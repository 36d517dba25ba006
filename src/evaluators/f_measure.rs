extern crate ir_core;

use self::ir_core::{Evaluator, Run};

use crate::evaluators::parameters::FMeasureParameters;
use crate::evaluators::utils::*;

#[derive(Clone, Debug)]
/// Weighted harmonic mean of precision and recall at k
pub struct FMeasure {
    /// Minimum relevance level of a relevant document
    pub min_score: f64,
    /// Cutoff.  Without one, the whole run is used
    pub cutoff: Option<usize>,
    /// Relative weight of recall; 1 weighs both equally
    pub beta: f64,
}

impl FMeasure {
    /// Returns a new F-measure evaluator
    pub fn new(min_score: f64, cutoff: Option<usize>, beta: f64) -> Self {
        FMeasure {
            min_score,
            cutoff,
            beta,
        }
    }
}

impl From<&FMeasureParameters> for FMeasure {
    fn from(parameters: &FMeasureParameters) -> Self {
        FMeasure::new(parameters.min_score, parameters.k, parameters.beta)
    }
}

impl Evaluator for FMeasure {
    fn short_name(&self) -> String {
        short_name_at("F", self.cutoff)
    }

    fn full_name(&self) -> String {
        full_name_at("F-measure", self.cutoff)
    }

    fn evaluate(&self, ground_truth: &Run, system_run: &Run) -> f64 {
        let k = cutoff_or_len(self.cutoff, system_run);
        let relevant = relevant_documents(ground_truth, self.min_score);
        if k == 0 || relevant.is_empty() {
            return 0.0;
        }

        let hits = count_hits(&relevant, system_run, k) as f64;
        let precision = hits / k as f64;
        let recall = hits / relevant.len() as f64;
        let beta2 = self.beta * self.beta;
        let denominator = beta2 * precision + recall;
        if denominator == 0.0 {
            0.0
        } else {
            (1.0 + beta2) * precision * recall / denominator
        }
    }
}
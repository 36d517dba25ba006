extern crate float_ord;
extern crate hashbrown;
extern crate ir_core;

use self::float_ord::FloatOrd;
use self::hashbrown::HashSet;
use self::ir_core::{Document, Evaluator, Run, ScoredDocument};

use crate::evaluators::parameters::AtKParameters;
use crate::evaluators::utils::*;

#[derive(Clone, Debug)]
/// Average dynamic recall: at each rank i, the fraction of the first i results found
/// among the documents at least as relevant as the i-th best judged document
pub struct AverageDynamicRecall {
    /// Cutoff.  Without one, the whole run is used
    pub cutoff: Option<usize>,
}

impl AverageDynamicRecall {
    /// Returns a new AverageDynamicRecall
    pub fn new(cutoff: Option<usize>) -> Self {
        AverageDynamicRecall { cutoff }
    }
}

impl From<&AtKParameters> for AverageDynamicRecall {
    fn from(parameters: &AtKParameters) -> Self {
        AverageDynamicRecall::new(parameters.k)
    }
}

impl Evaluator for AverageDynamicRecall {
    fn short_name(&self) -> String {
        short_name_at("ADR", self.cutoff)
    }

    fn full_name(&self) -> String {
        full_name_at("Average Dynamic Recall", self.cutoff)
    }

    fn evaluate(&self, ground_truth: &Run, system_run: &Run) -> f64 {
        let mut sorted: Vec<&ScoredDocument> =
            ground_truth.iter().filter(|r| r.score > 0.0).collect();
        sorted.sort_by_key(|r| FloatOrd(-r.score));

        let k = cutoff_or_len(self.cutoff, system_run)
            .min(system_run.len())
            .min(sorted.len());
        if k == 0 {
            return 0.0;
        }

        let retrieved: Vec<&Document> = system_run.top(Some(k)).iter().map(|r| &r.document).collect();
        let mut total = 0.0;
        for i in 0..k {
            let threshold = sorted[i].score;
            let allowed: HashSet<&Document> = sorted
                .iter()
                .take_while(|r| r.score >= threshold)
                .map(|r| &r.document)
                .collect();
            let seen: HashSet<&Document> = retrieved[..=i].iter().cloned().collect();
            total += seen.intersection(&allowed).count() as f64 / (i + 1) as f64;
        }

        total / k as f64
    }
}

#[cfg(test)]
mod tests {
    use super::*;
    use crate::evaluators::test_utils::*;

    #[test]
    fn test_adr() {
        let task = fixture();
        let all = scores(&task, &AverageDynamicRecall::new(None));
        assert_close(all["301"], 0.208333);
        assert_close(all["302"], 0.888889);
        assert_close(all["303"], 0.0);

        let at2 = scores(&task, &AverageDynamicRecall::new(Some(2)));
        assert_close(at2["301"], 0.0);
        assert_close(at2["302"], 1.0);
    }

    #[test]
    fn test_names() {
        assert_eq!(AverageDynamicRecall::new(Some(3)).short_name(), "ADR@3");
        assert_eq!(AverageDynamicRecall::new(None).full_name(), "Average Dynamic Recall");
    }
}
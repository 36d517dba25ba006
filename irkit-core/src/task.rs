extern crate log;

use std::collections::BTreeMap;
use std::sync::Arc;

use crate::error::{Error, Result};
use crate::model::{Document, ItemCollection, Query, Run, System};
use crate::Evaluator;

/// Holds the judgments and system runs of one evaluation campaign.
///
/// Runs are shared between the by-system and the by-query indices.  Registering a
/// run for a (system, query) pair that already has one replaces it, and the same
/// goes for ground truth.
#[derive(Debug, Clone)]
pub struct Task {
    name: String,
    documents: ItemCollection<Document>,
    queries: ItemCollection<Query>,
    systems: ItemCollection<System>,
    ground_truths: BTreeMap<Query, Arc<Run>>,
    runs_by_system: BTreeMap<System, BTreeMap<Query, Arc<Run>>>,
    runs_by_query: BTreeMap<Query, BTreeMap<System, Arc<Run>>>,
}

impl Task {
    /// Creates an empty task
    pub fn new(name: &str) -> Self {
        Task {
            name: name.to_string(),
            documents: ItemCollection::new("Documents"),
            queries: ItemCollection::new("Queries"),
            systems: ItemCollection::new("Systems"),
            ground_truths: BTreeMap::new(),
            runs_by_system: BTreeMap::new(),
            runs_by_query: BTreeMap::new(),
        }
    }

    /// Name of the task
    pub fn name(&self) -> &str {
        &self.name
    }

    /// Documents seen so far
    pub fn documents(&self) -> &ItemCollection<Document> {
        &self.documents
    }

    /// Queries seen so far
    pub fn queries(&self) -> &ItemCollection<Query> {
        &self.queries
    }

    /// Systems seen so far
    pub fn systems(&self) -> &ItemCollection<System> {
        &self.systems
    }

    /// Interns a document id
    pub fn document(&mut self, id: &str) -> Document {
        self.documents.intern(id)
    }

    /// Interns a query id
    pub fn query(&mut self, id: &str) -> Query {
        self.queries.intern(id)
    }

    /// Interns a system id
    pub fn system(&mut self, id: &str) -> System {
        self.systems.intern(id)
    }

    /// Registers the ground truth of the run's query
    pub fn add_ground_truth(&mut self, run: Run) {
        let query = self.queries.intern(run.query().id());
        if self.ground_truths.insert(query, Arc::new(run)).is_some() {
            log::debug!("Replaced ground truth in task {}", self.name);
        }
    }

    /// Registers several ground truth runs
    pub fn add_ground_truths<I: IntoIterator<Item = Run>>(&mut self, runs: I) {
        for run in runs {
            self.add_ground_truth(run);
        }
    }

    /// Registers a system run under both its system and its query
    pub fn add_system_run(&mut self, run: Run) {
        let query = self.queries.intern(run.query().id());
        let system = self.systems.intern(run.system().id());
        let run = Arc::new(run);

        self.runs_by_system
            .entry(system.clone())
            .or_insert_with(BTreeMap::new)
            .insert(query.clone(), run.clone());

        let replaced = self
            .runs_by_query
            .entry(query.clone())
            .or_insert_with(BTreeMap::new)
            .insert(system.clone(), run);

        if replaced.is_some() {
            log::debug!("Replaced run of system {} for query {}", system, query);
        }
    }

    /// Registers several system runs
    pub fn add_system_runs<I: IntoIterator<Item = Run>>(&mut self, runs: I) {
        for run in runs {
            self.add_system_run(run);
        }
    }

    /// Ground truth for the query, if any
    pub fn ground_truth(&self, query: &Query) -> Option<&Run> {
        self.ground_truths.get(query).map(|r| r.as_ref())
    }

    /// Run of the system for the query, if any
    pub fn run(&self, system: &System, query: &Query) -> Option<&Run> {
        self.runs_by_system
            .get(system)
            .and_then(|runs| runs.get(query))
            .map(|r| r.as_ref())
    }

    /// Number of registered system runs
    pub fn num_runs(&self) -> usize {
        self.runs_by_system.values().map(|runs| runs.len()).sum()
    }

    /// Systems that have at least one run, ordered by id
    pub fn evaluated_systems(&self) -> impl Iterator<Item = &System> {
        self.runs_by_system.keys()
    }

    /// Queries that have at least one system run, ordered by id
    pub fn evaluated_queries(&self) -> impl Iterator<Item = &Query> {
        self.runs_by_query.keys()
    }

    fn score<E: Evaluator + ?Sized>(&self, run: &Run, evaluator: &E) -> Result<f64> {
        let ground_truth = self
            .ground_truth(run.query())
            .ok_or_else(|| Error::MissingGroundTruth(run.query().clone()))?;

        Ok(evaluator.evaluate(ground_truth, run))
    }

    /// Scores the run of `system` for `query`
    pub fn evaluate<E: Evaluator + ?Sized>(
        &self,
        system: &System,
        query: &Query,
        evaluator: &E,
    ) -> Result<f64> {
        let ground_truth = self
            .ground_truth(query)
            .ok_or_else(|| Error::MissingGroundTruth(query.clone()))?;

        let run = self.run(system, query).ok_or_else(|| Error::MissingRun {
            system: system.clone(),
            query: query.clone(),
        })?;

        Ok(evaluator.evaluate(ground_truth, run))
    }

    /// Scores every system that answered `query`
    pub fn evaluate_all_systems<E: Evaluator + ?Sized>(
        &self,
        query: &Query,
        evaluator: &E,
    ) -> Result<BTreeMap<System, f64>> {
        let runs = self
            .runs_by_query
            .get(query)
            .ok_or_else(|| Error::UnknownQuery(query.clone()))?;

        runs.iter()
            .map(|(system, run)| Ok((system.clone(), self.score(run, evaluator)?)))
            .collect()
    }

    /// Scores every query `system` answered
    pub fn evaluate_all_queries<E: Evaluator + ?Sized>(
        &self,
        system: &System,
        evaluator: &E,
    ) -> Result<BTreeMap<Query, f64>> {
        let runs = self
            .runs_by_system
            .get(system)
            .ok_or_else(|| Error::UnknownSystem(system.clone()))?;

        runs.iter()
            .map(|(query, run)| Ok((query.clone(), self.score(run, evaluator)?)))
            .collect()
    }

    /// Scores every registered run, grouped by system then query
    pub fn evaluate_all_systems_all_queries<E: Evaluator + ?Sized>(
        &self,
        evaluator: &E,
    ) -> Result<BTreeMap<System, BTreeMap<Query, f64>>> {
        self.runs_by_system
            .keys()
            .map(|system| Ok((system.clone(), self.evaluate_all_queries(system, evaluator)?)))
            .collect()
    }

    /// Scores every registered run, grouped by query then system
    pub fn evaluate_all_queries_all_systems<E: Evaluator + ?Sized>(
        &self,
        evaluator: &E,
    ) -> Result<BTreeMap<Query, BTreeMap<System, f64>>> {
        self.runs_by_query
            .keys()
            .map(|query| Ok((query.clone(), self.evaluate_all_systems(query, evaluator)?)))
            .collect()
    }
}

impl Default for Task {
    fn default() -> Self {
        Task::new("Unnamed")
    }
}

→ **TASK DESCRIPTION**
Where the string "FMeasureParameters" occurs in the data, return the whole line.

→ **RESPONSE**
use crate::evaluators::parameters::FMeasureParameters;
impl From<&FMeasureParameters> for FMeasure {
    fn from(parameters: &FMeasureParameters) -> Self {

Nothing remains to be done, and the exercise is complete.